Saved data entries
= = = =

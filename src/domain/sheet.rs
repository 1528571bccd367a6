// Raw spreadsheet rows as delivered by the tabular feed

/// Fixed column positions agreed with the sheet writer.
pub mod column {
    pub const TIME: usize = 0;
    pub const TEMPERATURE: usize = 1;
    pub const HUMIDITY: usize = 2;
    pub const LIGHT: usize = 3;
    pub const SOIL: usize = 4;
    pub const IMAGE_URL: usize = 5;
    pub const DISEASE: usize = 6;
    // 7 is reserved
    pub const ACTION: usize = 8;
    pub const PLANT: usize = 9;
    pub const PROMPT: usize = 10;
    pub const RESPONSE: usize = 11;
}

/// A single scalar cell value.
#[derive(Debug, Clone, PartialEq)]
pub enum CellValue {
    Text(String),
    Number(f64),
    Bool(bool),
}

/// One positional row. Missing trailing cells are simply absent.
#[derive(Debug, Clone, Default, PartialEq)]
pub struct RawRow {
    cells: Vec<Option<CellValue>>,
}

impl RawRow {
    pub fn new(cells: Vec<Option<CellValue>>) -> Self {
        Self { cells }
    }

    pub fn cell(&self, index: usize) -> Option<&CellValue> {
        self.cells.get(index).and_then(Option::as_ref)
    }

    /// Non-empty string at `index`. Other cell types count as no value.
    pub fn text(&self, index: usize) -> Option<&str> {
        match self.cell(index) {
            Some(CellValue::Text(s)) if !s.is_empty() => Some(s.as_str()),
            _ => None,
        }
    }

    /// Numeric cell at `index`, passed through unmodified.
    pub fn number(&self, index: usize) -> Option<f64> {
        match self.cell(index) {
            Some(CellValue::Number(n)) => Some(*n),
            _ => None,
        }
    }
}
// Application layer - Use cases over the sheet source
pub mod dashboard_service;
pub mod normalizer;
pub mod refresh_service;
pub mod scheduler;
pub mod sheet_source;
// Google Sheets GViz fetcher
use crate::application::sheet_source::{FetchError, SheetSource};
use crate::domain::sheet::RawRow;
use crate::infrastructure::gviz::parse_rows;
use async_trait::async_trait;
use std::time::Duration;

#[derive(Debug, Clone)]
pub struct GoogleSheetsSource {
    client: reqwest::Client,
    base_url: String,
    sheet_id: String,
    sheet_name: String,
    window: usize,
}

impl GoogleSheetsSource {
    pub fn new(
        base_url: String,
        sheet_id: String,
        sheet_name: String,
        window: usize,
        timeout: Duration,
    ) -> Result<Self, FetchError> {
        let client = reqwest::Client::builder().timeout(timeout).build()?;
        Ok(Self {
            client,
            base_url: base_url.trim_end_matches('/').to_string(),
            sheet_id,
            sheet_name,
            window,
        })
    }

    fn build_query_url(&self, cache_buster: i64) -> String {
        format!(
            "{}/{}/gviz/tq?sheet={}&t={}",
            self.base_url,
            self.sheet_id,
            urlencoding::encode(&self.sheet_name),
            cache_buster
        )
    }
}

#[async_trait]
impl SheetSource for GoogleSheetsSource {
    async fn fetch_rows(&self) -> Result<Vec<RawRow>, FetchError> {
        let url = self.build_query_url(chrono::Utc::now().timestamp_millis());
        tracing::debug!("Fetching sheet rows from {}", url);

        let response = self.client.get(&url).send().await?;

        if !response.status().is_success() {
            return Err(FetchError::Status(response.status()));
        }

        let body = response.text().await?;
        parse_rows(&body, self.window)
    }
}
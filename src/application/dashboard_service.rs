// Dashboard service - Projects the current snapshot into cards, charts and table rows
use crate::application::refresh_service::RefreshService;
use crate::domain::analysis::AiAnalysis;
use crate::domain::chart::{
    ChartData, ChartKind, ChartPoints, area_points, category_points, dual_line_points, palette,
};
use crate::domain::dashboard::{Dashboard, StatCard, TableRow};
use crate::domain::snapshot::Snapshot;
use crate::domain::table::TableQuery;

const DASHBOARD_TITLE: &str = "AI + IoT Smart Agriculture System";

#[derive(Clone)]
pub struct DashboardService {
    refresh_service: RefreshService,
}

impl DashboardService {
    pub fn new(refresh_service: RefreshService) -> Self {
        Self { refresh_service }
    }

    /// `None` until the first snapshot lands.
    pub fn get_dashboard(&self) -> Option<Dashboard> {
        let snapshot = self.refresh_service.current().snapshot?;
        Some(build_dashboard(&snapshot))
    }

    pub fn get_readings(&self, query: &TableQuery) -> Option<Vec<TableRow>> {
        let snapshot = self.refresh_service.current().snapshot?;
        Some(
            query
                .apply(&snapshot.readings)
                .into_iter()
                .map(TableRow::from)
                .collect(),
        )
    }
}

pub fn build_dashboard(snapshot: &Snapshot) -> Dashboard {
    Dashboard::new(
        DASHBOARD_TITLE.to_string(),
        build_stats(snapshot),
        build_charts(snapshot),
        snapshot.readings.iter().map(TableRow::from).collect(),
        AiAnalysis::new(snapshot.latest_prompt.clone(), snapshot.latest_response.clone()),
    )
}

fn build_stats(snapshot: &Snapshot) -> Vec<StatCard> {
    let latest = snapshot.latest();
    let number = |v: Option<f64>| v.map(|n| n.to_string());

    vec![
        StatCard::new(
            "temperature",
            "Temperature",
            number(latest.and_then(|r| r.temperature)),
            Some("°C"),
            palette::ORANGE,
        ),
        StatCard::new(
            "humidity",
            "Humidity",
            number(latest.and_then(|r| r.humidity)),
            Some("%"),
            palette::BLUE,
        ),
        StatCard::new(
            "light",
            "Light",
            latest.and_then(|r| r.light.clone()),
            None,
            palette::YELLOW,
        ),
        StatCard::new(
            "soil",
            "Soil",
            latest.and_then(|r| r.soil.clone()),
            None,
            palette::GREEN,
        ),
    ]
}

fn build_charts(snapshot: &Snapshot) -> Vec<ChartData> {
    let soil_values: Vec<Option<f64>> = snapshot
        .soil_series
        .iter()
        .map(|v| Some(f64::from(*v)))
        .collect();

    vec![
        ChartData::new(
            "temperature",
            "Temperature (°C)",
            Some("°C"),
            ChartKind::Area,
            &[palette::ORANGE],
            ChartPoints::Area(area_points(&snapshot.labels, &snapshot.temperatures)),
        ),
        ChartData::new(
            "humidity",
            "Humidity (%)",
            Some("%"),
            ChartKind::Area,
            &[palette::BLUE],
            ChartPoints::Area(area_points(&snapshot.labels, &snapshot.humidities)),
        ),
        ChartData::new(
            "temp_vs_humidity",
            "Temp vs Humidity",
            None,
            ChartKind::DualLine,
            &[palette::ORANGE, palette::BLUE],
            ChartPoints::DualLine(dual_line_points(
                &snapshot.labels,
                &snapshot.temperatures,
                &snapshot.humidities,
            )),
        ),
        ChartData::new(
            "soil_condition",
            "Soil Condition Over Time",
            None,
            ChartKind::Area,
            &[palette::GREEN],
            ChartPoints::Area(area_points(&snapshot.labels, &soil_values)),
        ),
        ChartData::new(
            "light_distribution",
            "Light Distribution",
            None,
            ChartKind::Pie,
            &[palette::SLATE, palette::YELLOW],
            ChartPoints::Category(category_points(&snapshot.light)),
        ),
        ChartData::new(
            "soil_distribution",
            "Soil Distribution",
            None,
            ChartKind::Pie,
            &[palette::ORANGE, palette::BLUE],
            ChartPoints::Category(category_points(&snapshot.soil)),
        ),
        ChartData::new(
            "actions",
            "Actions Count",
            None,
            ChartKind::Bar,
            &[palette::PURPLE],
            ChartPoints::Category(category_points(&snapshot.actions)),
        ),
        ChartData::new(
            "diseases",
            "Disease Count",
            None,
            ChartKind::Bar,
            &[palette::RED],
            ChartPoints::Category(category_points(&snapshot.diseases)),
        ),
    ]
}
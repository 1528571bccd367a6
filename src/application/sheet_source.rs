// Source trait for raw sheet rows
use crate::domain::sheet::RawRow;
use async_trait::async_trait;
use reqwest::StatusCode;
use thiserror::Error;

#[derive(Debug, Error)]
pub enum FetchError {
    #[error("request to sheet endpoint failed: {0}")]
    Transport(#[from] reqwest::Error),

    #[error("sheet endpoint returned status {0}")]
    Status(StatusCode),

    #[error("response body of {len} bytes does not fit the callback envelope")]
    Envelope { len: usize },

    #[error("failed to parse sheet payload: {0}")]
    Parse(#[from] serde_json::Error),
}

#[async_trait]
pub trait SheetSource: Send + Sync {
    /// Fetch the trailing window of rows, oldest first.
    async fn fetch_rows(&self) -> Result<Vec<RawRow>, FetchError>;
}
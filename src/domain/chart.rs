// Chart-ready projections of a snapshot
use super::sheet_date::format_short;
use super::snapshot::FrequencyTable;
use serde::Serialize;

pub mod palette {
    pub const GREEN: &str = "#22c55e";
    pub const BLUE: &str = "#38bdf8";
    pub const RED: &str = "#f87171";
    pub const ORANGE: &str = "#fb923c";
    pub const PURPLE: &str = "#a78bfa";
    pub const YELLOW: &str = "#fbbf24";
    pub const SLATE: &str = "#475569";
}

#[derive(Debug, Clone, PartialEq, Serialize)]
pub struct AreaPoint {
    pub time: String,
    pub label: String,
    pub value: Option<f64>,
}

#[derive(Debug, Clone, PartialEq, Serialize)]
pub struct DualPoint {
    pub time: String,
    pub label: String,
    pub temp: Option<f64>,
    pub hum: Option<f64>,
}

#[derive(Debug, Clone, PartialEq, Serialize)]
pub struct CategoryPoint {
    pub name: String,
    pub value: u32,
}

#[derive(Debug, Clone, Copy, PartialEq, Eq, Serialize)]
#[serde(rename_all = "camelCase")]
pub enum ChartKind {
    Area,
    DualLine,
    Pie,
    Bar,
}

#[derive(Debug, Clone, PartialEq, Serialize)]
#[serde(untagged)]
pub enum ChartPoints {
    Area(Vec<AreaPoint>),
    DualLine(Vec<DualPoint>),
    Category(Vec<CategoryPoint>),
}

#[derive(Debug, Clone, PartialEq, Serialize)]
pub struct ChartData {
    pub id: String,
    pub title: String,
    pub unit: Option<String>,
    pub kind: ChartKind,
    pub colors: Vec<String>,
    pub points: ChartPoints,
}

impl ChartData {
    pub fn new(
        id: &str,
        title: &str,
        unit: Option<&str>,
        kind: ChartKind,
        colors: &[&str],
        points: ChartPoints,
    ) -> Self {
        Self {
            id: id.to_string(),
            title: title.to_string(),
            unit: unit.map(str::to_string),
            kind,
            colors: colors.iter().map(|c| c.to_string()).collect(),
            points,
        }
    }
}

/// Single-series area/line chart. Missing values stay as gaps.
pub fn area_points(labels: &[String], values: &[Option<f64>]) -> Vec<AreaPoint> {
    labels
        .iter()
        .enumerate()
        .map(|(i, time)| AreaPoint {
            time: time.clone(),
            label: format_short(time),
            value: values.get(i).copied().flatten(),
        })
        .collect()
}

/// Temperature against humidity on a shared time axis.
pub fn dual_line_points(
    labels: &[String],
    temps: &[Option<f64>],
    hums: &[Option<f64>],
) -> Vec<DualPoint> {
    labels
        .iter()
        .enumerate()
        .map(|(i, time)| DualPoint {
            time: time.clone(),
            label: format_short(time),
            temp: temps.get(i).copied().flatten(),
            hum: hums.get(i).copied().flatten(),
        })
        .collect()
}

/// Pie and bar charts share the same shape.
pub fn category_points(table: &FrequencyTable) -> Vec<CategoryPoint> {
    table
        .iter()
        .map(|(name, value)| CategoryPoint {
            name: name.to_string(),
            value,
        })
        .collect()
}

#[cfg(test)]
mod tests {
    use super::*;

    #[test]
    fn test_area_points_fill_gaps_with_none() {
        let labels = vec!["a".to_string(), "b".to_string(), "c".to_string()];
        let points = area_points(&labels, &[Some(1.0), None]);
        assert_eq!(points.len(), 3);
        assert_eq!(points[0].value, Some(1.0));
        assert_eq!(points[1].value, None);
        assert_eq!(points[2].value, None);
    }

    #[test]
    fn test_dual_line_points_align_by_index() {
        let labels = vec!["Date(2024,0,15,10,30,0)".to_string()];
        let points = dual_line_points(&labels, &[Some(21.5)], &[Some(55.0)]);
        assert_eq!(points[0].label, "10:30");
        assert_eq!(points[0].temp, Some(21.5));
        assert_eq!(points[0].hum, Some(55.0));
    }

    #[test]
    fn test_category_points_follow_table_order() {
        let mut table = FrequencyTable::seeded(&["DRY", "WET"]);
        table.increment("WET");
        let points = category_points(&table);
        let names: Vec<_> = points.iter().map(|p| p.name.as_str()).collect();
        assert_eq!(names, vec!["DRY", "WET"]);
        assert_eq!(points[1].value, 1);
    }
}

= = = =

# WHAT YOU HAVE TO DO:
Your answer should consist of each line of the data above in which the word "DualLine" occurs.

# YOUR RESPONSE:
            ChartKind::DualLine,
            ChartPoints::DualLine(dual_line_points(
    DualLine,
    DualLine(Vec<DualPoint>),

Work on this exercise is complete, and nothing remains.